Let’s have a party


The hunt is on.  If the south is to be saved from itself, a new political party must found. You don’t have to be all that big, at least not at first.  But you do have to be right, or if you want a fig-leaf, right-of-centre. Fine Gael and Fianna Fail, despite the mass anger of the population which is putting the fear of God into them, are hoping against hope they’ll get enough seats  so that, should the worst comes to the worst,  with the rag-ends of Labour they can cobble together a government. But on present figures, not even FF+ FG + Labour = a government.  There is a mood out  there that will chomp deep into Fine Gael’s numbers, then chew up and spit out the Labour party. Meanwhile Fianna Fail for the next twelve months will be lighting holy candles in the hope that Micheal Martin’s boy-next-door manner will make the electorate’s memory go all whoozy and forget that Fianna Fail were the guys who let off the financial stink-bomb in the first place.  But not even novenas to St Anthony will help. Never again  glad confident morning for Fianna Fail.  Which is why the media pundits have sent out the call, the horns have sounded, the horses are poised to gallop out in search of that new party.

But but but, you say. You haven’t mentioned Sinn Féin. Don’t polls suggest they’re the biggest party in the southern statel?

OK. I can see I’m going to have to speak very slowly. Read.  Today’s. Editorial. In the Sindo. Headed ‘Can the centre hold against Sinn Féin?’,  it compares that party to a pack of  wild wolves which, as you’ll remember from poetry class at school,  descended on the helpless fold. The “conventional parties”, the Sindo says, must be “far more seductive in how they deal with the electorate”.

So why won’t the centre won’t hold against the Shinners? Well the Sindo speak of the “chilling” sight of Mary Lou McDonald “turning the floor of the Dail into a kangaroo court”. Imagine talking about  shady Ansbacher dealings by government ministers back in the day – you wouldn’t get ‘conventional parties’ at the likes of that. Enda and Micheal are noted for their refusal to invoke the past when a Sinn Féin TD asks a question. Or to make allegations without evidence.

But the ‘conventional parties’ , the editorial says, must start ‘seducing’ the electorate. If they don’t,   the south will find that “the political ethics of Sinn Féin’s Stalingrad of West Belfast are transported south of the Border”. (Yes, Virginia, that is a big B.) The editorial ends by warning  voters that they have “responsibilities as well as rights”, and warns ‘conventional parties  that “straight talking”  (as well as seduction) is called for.  That,  it concludes, “will serve us far better the the current Sinn Féin-led meme of maudlin self-pity.” (What’s a  ‘meme’, Victoria ? Pass.)
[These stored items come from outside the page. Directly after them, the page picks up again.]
use crate::column::TensorColumn;
use crate::tensor::{DimsExt, Tensor};
use rand::SeedableRng;
use rand::prelude::Distribution;
use rand::rngs::StdRng;
use rand_distr::StandardNormal;

pub const ROWS_LG: usize = 100_000;
pub const ROWS_MD: usize = 10_000;
pub const ROWS_SM: usize = 1_000;
pub const ROW_SHAPE: [usize; 2] = [4, 8];
const SEED: u64 = 0x8371943;

/// A column of normally distributed values, the same for every call with the
/// same arguments.
pub fn random_column<T>(rows: usize, row_shape: &[usize]) -> TensorColumn<T>
where
    T: Copy,
    StandardNormal: Distribution<T>,
{
    let mut rng = StdRng::seed_from_u64(SEED);
    let dims = row_shape.insert_major(rows);
    TensorColumn::from_tensor_unchecked(Tensor::from_distribution(&mut rng, StandardNormal, dims))
}

/// `count` indices into a column of `rows` rows, with every `gap`-th one a
/// fill marker.
pub fn take_indices(rows: usize, count: usize, gap: usize) -> Vec<isize> {
    (0..count)
        .map(|i| if gap > 0 && i % gap == 0 { -1 } else { ((i * 7919) % rows) as isize })
        .collect()
}
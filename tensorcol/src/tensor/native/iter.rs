use crate::tensor::{DimsExt, TensorView, TensorViewMut};

/// Iterates the leading axis of a tensor, yielding each sub-tensor as a view.
///
/// Works for zero-sized inner shapes, where every yielded view is empty.
pub struct TensorIter<'a, T> {
    data: &'a [T],
    stride: usize,
    remaining: usize,
    out_dims: &'a [usize],
}

impl<'a, T> TensorIter<'a, T> {
    pub(crate) fn new(data: &'a [T], dims: &'a [usize]) -> Self {
        let out_dims = dims.without_major();
        let stride = out_dims.tensor_len();
        debug_assert_eq!(data.len(), stride * dims.major());
        TensorIter {
            data,
            stride,
            remaining: dims.major(),
            out_dims,
        }
    }
}

pub struct TensorIterMut<'a, T> {
    data: &'a mut [T],
    stride: usize,
    remaining: usize,
    out_dims: &'a [usize],
}

impl<'a, T> TensorIterMut<'a, T> {
    pub(crate) fn new(data: &'a mut [T], dims: &'a [usize]) -> Self {
        let out_dims = dims.without_major();
        let stride = out_dims.tensor_len();
        debug_assert_eq!(data.len(), stride * dims.major());
        TensorIterMut {
            data,
            stride,
            remaining: dims.major(),
            out_dims,
        }
    }
}

impl<'a, T> Iterator for TensorIter<'a, T> {
    type Item = TensorView<'a, T>;
    fn next(&mut self) -> Option<Self::Item> {
        if self.remaining == 0 {
            return None;
        }
        self.remaining -= 1;
        let (chunk, rest) = self.data.split_at(self.stride);
        self.data = rest;
        Some(TensorView::new_unchecked(chunk, self.out_dims))
    }
    #[inline]
    fn size_hint(&self) -> (usize, Option<usize>) {
        (self.remaining, Some(self.remaining))
    }
    fn nth(&mut self, n: usize) -> Option<Self::Item> {
        if n >= self.remaining {
            self.data = &[];
            self.remaining = 0;
            return None;
        }
        self.data = &self.data[n * self.stride..];
        self.remaining -= n;
        self.next()
    }
}

impl<'a, T> ExactSizeIterator for TensorIter<'a, T> {}

impl<'a, T> Iterator for TensorIterMut<'a, T> {
    type Item = TensorViewMut<'a, T>;
    fn next(&mut self) -> Option<Self::Item> {
        if self.remaining == 0 {
            return None;
        }
        self.remaining -= 1;
        let data = std::mem::take(&mut self.data);
        let (chunk, rest) = data.split_at_mut(self.stride);
        self.data = rest;
        Some(TensorViewMut::new_unchecked(chunk, self.out_dims))
    }
    #[inline]
    fn size_hint(&self) -> (usize, Option<usize>) {
        (self.remaining, Some(self.remaining))
    }
}

impl<'a, T> ExactSizeIterator for TensorIterMut<'a, T> {}

#[cfg(test)]
mod test {
    use crate::tensor;
    use crate::tensor::{ITensor, Tensor, TensorBase};

    #[test]
    fn test_tensor_iter_2d() {
        let t: Tensor<i32> = tensor![[1, 2], [3, 4], [5, 6]];
        let rows: Vec<Vec<i32>> = t.iter_first_axis().map(|r| r.to_vec()).collect();
        assert_eq!(rows, vec![vec![1, 2], vec![3, 4], vec![5, 6]]);
        assert!(t.iter_first_axis().all(|r| r.dims() == [2]));
        assert_eq!(t.iter_first_axis().len(), 3);
    }

    #[test]
    fn test_tensor_iter_nth() {
        let t = Tensor::from_vec((0..12).collect::<Vec<i32>>(), (4, 3));
        let mut iter = t.iter_first_axis();
        assert_eq!(iter.nth(2).unwrap().as_slice(), &[6, 7, 8]);
        assert_eq!(iter.next().unwrap().as_slice(), &[9, 10, 11]);
        assert!(iter.next().is_none());
        assert!(t.iter_first_axis().nth(4).is_none());
    }

    #[test]
    fn test_tensor_iter_zero_sized_rows() {
        let t: Tensor<f32> = Tensor::from_vec(vec![], (3, 0));
        let rows: Vec<_> = t.iter_first_axis().collect();
        assert_eq!(rows.len(), 3);
        assert!(rows.iter().all(|r| r.is_empty()));
    }

    #[test]
    fn test_tensor_iter_mut() {
        let mut t = Tensor::from_vec(vec![0; 6], (3, 2));
        for (i, mut row) in t.iter_first_axis_mut().enumerate() {
            row.fill(i as i32);
        }
        assert_eq!(t.as_ref(), &[0, 0, 1, 1, 2, 2]);
    }
}
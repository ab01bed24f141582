//! Client library for a BOSSWAVE-style publish/subscribe broker.
//!
//! The broker speaks a line-oriented framing protocol over TCP; this crate
//! implements the wire codec, the frame transport, and a multiplexing
//! client that correlates responses and streamed results with their
//! requests by sequence number. The broker itself performs all
//! cryptography; the client only ships bytes.

pub mod client;
pub mod codec;
pub mod connection;
pub mod frame;


// Re-export codec and frame types for direct access
pub use codec::CodecError;
pub use frame::{Command, ENTITY_PO_TYPE, Frame, PayloadObject, RoutingObject};

// Re-export the main client API for easy access
pub use client::{
    BosswaveClient, BosswaveError, BosswaveResult, Elaborate, ListRequest, ListStream,
    MakeChainRequest, MakeDotRequest, MakeEntityRequest, Message, MessageStream, PendingResponse,
    PublishRequest, QueryRequest, Response, SubscribeRequest,
};

/// Error returned by the transport layer.
///
/// The frame reader surfaces both I/O errors and codec errors; a boxed
/// `std::error::Error` keeps that boundary simple, and the client layer
/// downcasts it into [`BosswaveError`]. `CodecError::Incomplete` is handled
/// inside the transport during normal execution when a partial frame is
/// buffered, so it never crosses this boundary.
pub type Error = Box<dyn std::error::Error + Send + Sync>;

/// A specialized `Result` type for transport operations.
pub type Result<T> = std::result::Result<T, Error>;
// ABOUTME: Benchmark suite for the broker frame codec
// ABOUTME: Measures encode and parse throughput for representative frames

use bosswave::{Command, Frame, PayloadObject, RoutingObject};
use bytes::{Bytes, BytesMut};
use criterion::{Criterion, black_box, criterion_group, criterion_main};
use std::io::Cursor;

fn sample_publish_frame() -> Frame {
    let mut frame = Frame::new(Command::PUBLISH, 42);
    frame.add_kv("uri", "castle/keep/door/sensors/0");
    frame.add_kv("autochain", "true");
    frame.add_routing_object(RoutingObject::new(2, Bytes::from_static(&[7u8; 32])));
    frame.add_payload_object(PayloadObject::from_num(
        64,
        Bytes::from_static(&[0x55u8; 256]),
    ));
    frame
}

fn bench_frame_encode(c: &mut Criterion) {
    let frame = sample_publish_frame();
    c.bench_function("frame_encode", |b| {
        b.iter(|| {
            let mut buf = BytesMut::with_capacity(512);
            black_box(&frame).encode(&mut buf);
            black_box(buf);
        })
    });
}

fn bench_frame_parse(c: &mut Criterion) {
    let bytes = sample_publish_frame().to_bytes();
    c.bench_function("frame_parse", |b| {
        b.iter(|| {
            let mut cursor = Cursor::new(bytes.as_ref());
            black_box(Frame::parse(&mut cursor).expect("sample frame parses"))
        })
    });
}

fn bench_round_trip(c: &mut Criterion) {
    let frame = sample_publish_frame();
    c.bench_function("frame_round_trip", |b| {
        b.iter(|| {
            let bytes = black_box(&frame).to_bytes();
            let mut cursor = Cursor::new(bytes.as_ref());
            black_box(Frame::parse(&mut cursor).expect("sample frame parses"))
        })
    });
}

criterion_group!(
    benches,
    bench_frame_encode,
    bench_frame_parse,
    bench_round_trip
);
criterion_main!(benches);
But whatever it means, the Sindo would prefer not just any of the existing parties to Sinn Féin, it’d prefer a party  not yet in existence to Sinn Féin. Because these are desperate times.  If the southern electorate don’t shape up and vote right, the Sin Féin tide will rise past their windpipe and they’ll die choking on memes.

Come out, come out, meme-free New Party, wherever you are. Ireland expects.

7 Responses to Let’s have a party

  1. Cal December 7, 2014 at 2:03 pm #

    At some point some bright spark at the indo is going to realise that the paper’s continual bashing of SF is actually counter productive.

  2. Pointis December 7, 2014 at 3:05 pm #

    Every time I read about the Sindo’s anti-Sinn Fein / McCarthyite rhetoric I can’t help thinking about Nero on his fiddle!

  3. Iolar December 7, 2014 at 3:36 pm #

    Recent history

    The “Gang of Four”, Jenkins, Owen, Rodgers and Williams were given a mandate by the electorate to represent the Labour Party and then decided to form the Social Democratic Party in 1981. The Progressive Democrats/An Páirtí Daonlathach was launched in Ireland in 1985 by politicians who had split from Fianna Fáil and Fine Gael. The party was dissolved in 2009 yet Ms Harney and Mr Grealish continued to support the government as Independents?

    Mark Reckless resigned as a sitting M.P. from the Conservative Party to join the United Kingdom Independence Party. He sought and obtained a political mandate from constituents in the Rochester – Strood by election in November 2014.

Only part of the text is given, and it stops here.